Why is the TV advertising industry’s annual buying event being infiltrated by a media behemoth known for its digital – not TV – capabilities? The fact that advertisers commit billions of dollars in spend at the upfronts is pretty good motivation.
Beyond that, however, Facebook is aiming to deliver premium, brand-safe content that attracts audiences at scale – we’re talking 100 million viewers. Better yet, it’s hoping to help advertisers reach elusive, ever-growing groups of millennials and cord cutters. During its Facebook Showcase, it will offer reserve-eligible inventory for programs such as Jada Pinkett Smith’s “Red Table Talk.”
At first blush, TV media veterans and enthusiasts may feel like an unwelcome guest has arrived at the party. Remember last year? NBCU’s upfront presentation included direct and indirect jabs at Facebook, including a spoof on the media giant’s congressional hearings.
Jokes aside, if programmers didn’t see FB as a threat, would they have mentioned them at all? Probably not. So if fellow media companies aren’t overly thrilled to have Facebook join the upfronts’ buffet of content, do advertisers feel differently?

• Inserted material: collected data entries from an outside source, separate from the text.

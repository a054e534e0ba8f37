//! Output script templates, standardness policy and legacy sig-op counting.

use stakd_primitives::hash::hash160;

use crate::opcodes::{
    push_data, read_op, small_int, OP_CHECKMULTISIG, OP_CHECKMULTISIGVERIFY, OP_CHECKSIG,
    OP_CHECKSIGVERIFY, OP_DUP, OP_EQUAL, OP_EQUALVERIFY, OP_HASH160, OP_RETURN, OP_16,
};

/// Largest `OP_RETURN` payload relayed as standard.
pub const MAX_NULL_DATA_SIZE: usize = 80;
/// Largest standard scriptSig; enough for a 15-of-15 P2SH multisig spend.
pub const MAX_STANDARD_SCRIPT_SIG_SIZE: usize = 1650;
/// Sig-op weight of an unparsed `OP_CHECKMULTISIG`.
pub const MAX_PUBKEYS_PER_MULTISIG: u32 = 20;

#[derive(Clone, Copy, Debug, Eq, PartialEq)]
pub enum ScriptType {
    P2Pk,
    P2Pkh,
    P2Sh,
    Multisig,
    NullData,
    Unknown,
}

pub fn classify_script_pubkey(script: &[u8]) -> ScriptType {
    if p2pkh_hash(script).is_some() {
        ScriptType::P2Pkh
    } else if is_p2sh(script) {
        ScriptType::P2Sh
    } else if p2pk_pubkey(script).is_some() {
        ScriptType::P2Pk
    } else if is_null_data(script) {
        ScriptType::NullData
    } else if is_bare_multisig(script) {
        ScriptType::Multisig
    } else {
        ScriptType::Unknown
    }
}

pub fn p2pkh_script(pubkey_hash: &[u8; 20]) -> Vec<u8> {
    let mut script = Vec::with_capacity(25);
    script.extend_from_slice(&[OP_DUP, OP_HASH160, 0x14]);
    script.extend_from_slice(pubkey_hash);
    script.extend_from_slice(&[OP_EQUALVERIFY, OP_CHECKSIG]);
    script
}

pub fn p2pkh_script_for_pubkey(pubkey: &[u8]) -> Vec<u8> {
    p2pkh_script(&hash160(pubkey))
}

pub fn p2pk_script(pubkey: &[u8]) -> Vec<u8> {
    let mut script = Vec::with_capacity(pubkey.len() + 2);
    push_data(&mut script, pubkey);
    script.push(OP_CHECKSIG);
    script
}

pub fn p2sh_script(script_hash: &[u8; 20]) -> Vec<u8> {
    let mut script = Vec::with_capacity(23);
    script.extend_from_slice(&[OP_HASH160, 0x14]);
    script.extend_from_slice(script_hash);
    script.push(OP_EQUAL);
    script
}

pub fn p2pkh_hash(script: &[u8]) -> Option<[u8; 20]> {
    if script.len() == 25
        && script[0] == OP_DUP
        && script[1] == OP_HASH160
        && script[2] == 0x14
        && script[23] == OP_EQUALVERIFY
        && script[24] == OP_CHECKSIG
    {
        let mut hash = [0u8; 20];
        hash.copy_from_slice(&script[3..23]);
        Some(hash)
    } else {
        None
    }
}

pub fn p2pk_pubkey(script: &[u8]) -> Option<&[u8]> {
    let key_len = match script.first().copied() {
        Some(len @ (33 | 65)) => len as usize,
        _ => return None,
    };
    if script.len() == key_len + 2 && script[key_len + 1] == OP_CHECKSIG {
        Some(&script[1..=key_len])
    } else {
        None
    }
}

pub fn is_p2sh(script: &[u8]) -> bool {
    script.len() == 23 && script[0] == OP_HASH160 && script[1] == 0x14 && script[22] == OP_EQUAL
}

/// Output that can never be spent; its value leaves the money supply.
pub fn is_unspendable(script: &[u8]) -> bool {
    script.first() == Some(&OP_RETURN)
}

fn is_null_data(script: &[u8]) -> bool {
    if !is_unspendable(script) || script.len() > MAX_NULL_DATA_SIZE + 3 {
        return false;
    }
    is_push_only(&script[1..])
}

fn is_bare_multisig(script: &[u8]) -> bool {
    let mut cursor = 0;
    let Some(required) = read_op(script, &mut cursor).and_then(|(op, _)| small_int(op)) else {
        return false;
    };
    let mut keys = 0u8;
    loop {
        match read_op(script, &mut cursor) {
            Some((_, data)) if data.len() == 33 || data.len() == 65 => keys += 1,
            Some((op, data)) if data.is_empty() => {
                let Some(total) = small_int(op) else {
                    return false;
                };
                return required >= 1
                    && required <= total
                    && total == keys
                    && total <= 3
                    && read_op(script, &mut cursor) == Some((OP_CHECKMULTISIG, &[][..]))
                    && cursor == script.len();
            }
            _ => return false,
        }
    }
}

/// True when the script consists only of data pushes and small-integer opcodes.
pub fn is_push_only(script: &[u8]) -> bool {
    let mut cursor = 0;
    while cursor < script.len() {
        match read_op(script, &mut cursor) {
            Some((opcode, _)) if opcode <= OP_16 => {}
            _ => return false,
        }
    }
    true
}

pub fn is_standard_script_pubkey(script: &[u8]) -> bool {
    !matches!(classify_script_pubkey(script), ScriptType::Unknown)
}

pub fn is_standard_script_sig(script: &[u8]) -> bool {
    script.len() <= MAX_STANDARD_SCRIPT_SIG_SIZE && is_push_only(script)
}

/// Legacy sig-op count. With `accurate`, `OP_n OP_CHECKMULTISIG` counts `n` instead
/// of the worst case; used when counting the redeem script of a P2SH spend.
pub fn legacy_sigop_count(script: &[u8], accurate: bool) -> u32 {
    let mut count = 0u32;
    let mut cursor = 0;
    let mut last_opcode = 0xffu8;
    while cursor < script.len() {
        let Some((opcode, _)) = read_op(script, &mut cursor) else {
            break;
        };
        match opcode {
            OP_CHECKSIG | OP_CHECKSIGVERIFY => count += 1,
            OP_CHECKMULTISIG | OP_CHECKMULTISIGVERIFY => {
                count += match small_int(last_opcode) {
                    Some(keys) if accurate && keys > 0 => u32::from(keys),
                    _ => MAX_PUBKEYS_PER_MULTISIG,
                };
            }
            _ => {}
        }
        last_opcode = opcode;
    }
    count
}

/// Sig-ops of the redeem script pushed last by `script_sig`, when `script_pubkey`
/// is P2SH.
pub fn p2sh_sigop_count(script_pubkey: &[u8], script_sig: &[u8]) -> u32 {
    if !is_p2sh(script_pubkey) {
        return 0;
    }
    let mut cursor = 0;
    let mut redeem: &[u8] = &[];
    while cursor < script_sig.len() {
        match read_op(script_sig, &mut cursor) {
            Some((opcode, data)) if opcode <= OP_16 => redeem = data,
            _ => return 0,
        }
    }
    legacy_sigop_count(redeem, true)
}
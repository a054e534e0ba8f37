use ripemd::{Digest as RipemdDigest, Ripemd160};
use sha2::Sha256;
use stakd_consensus::Hash256;

fn to_array<const N: usize>(digest: &[u8]) -> [u8; N] {
    let mut out = [0u8; N];
    out.copy_from_slice(&digest[..N]);
    out
}

pub fn sha256(data: &[u8]) -> Hash256 {
    to_array(&Sha256::digest(data))
}

pub fn sha256d(data: &[u8]) -> Hash256 {
    to_array(&Sha256::digest(Sha256::digest(data)))
}

pub fn hash160(data: &[u8]) -> [u8; 20] {
    to_array(&Ripemd160::digest(sha256(data)))
}

/// Hash of two concatenated hashes, as used by merkle trees.
pub fn hash_pair(left: &Hash256, right: &Hash256) -> Hash256 {
    let mut buf = [0u8; 64];
    buf[..32].copy_from_slice(left);
    buf[32..].copy_from_slice(right);
    sha256d(&buf)
}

Yes – albeit, warily – brands are welcoming Facebook. Instead of relegating the company to the shrinking digital-esque version of the upfronts – the IAB orchestrated NewFronts – brands are leaning in and learning more. Why?
Facebook isn’t rocking the boat. It’s fitting the buying model – offering placements bought in advance at a fixed price. It’s delivering against audiences verified by Nielsen. It’s measuring results in a variety of ways, including Nielsen Digital Ad ratings. It’s ensuring all content is brand-safe and reviewed by humans.
It’s talking the talk. But should advertisers be so sure Facebook is walking the walk? My recommendation is that advertisers take several steps in their approach to leveraging Facebook’s Showcase program.
Demand transparency: If a brand is going to throw down CPMs of around $25 for “premium content,” they must ensure they’re not getting a mixed bag of inventory that could be considered less than traditional TV network quality.
Negotiate price: One of the benefits of the upfronts to advertisers is that in exchange for their commitment, they often receive a price break. That same negotiation lever should be part of advertisers’ Facebook conversations. Similarly, Facebook may need to reset its own expectations of the CPMs it can and should command.
Reset targeting expectations: When marketers think digital, they think data-rich targeting options. Surprisingly, Facebook’s targeting for this inventory is limited to age, gender and a handful of high-level contextual options. Gasp – no addressability? Be prepared to plan Facebook alongside traditional TV campaigns.
Use a slice of your TV budget: Most advertisers use their social media budgets to invest in Facebook. For brands looking to lock in video inventory ahead of schedule and use traditional TV targeting and measurement methodologies, they should consider moving the dollars from their TV budgets instead. This will ensure “big blue” is held to similar standards as other TV investments. That leads to my next point …
Measure, measure, measure: More traditional brand recall measurement options are available with FB. But since it is a digital experience, push Facebook to deliver as many insights and digital metrics in addition to those standard TV KPIs. Traditional TV networks are stepping up their measurement game, such as linear TV campaign measurement that links ad exposure to geolocation data to track in-store visits and other metrics. In this converging world of TV and digital, insights should also be converging – not focused only on TV nor solely on digital.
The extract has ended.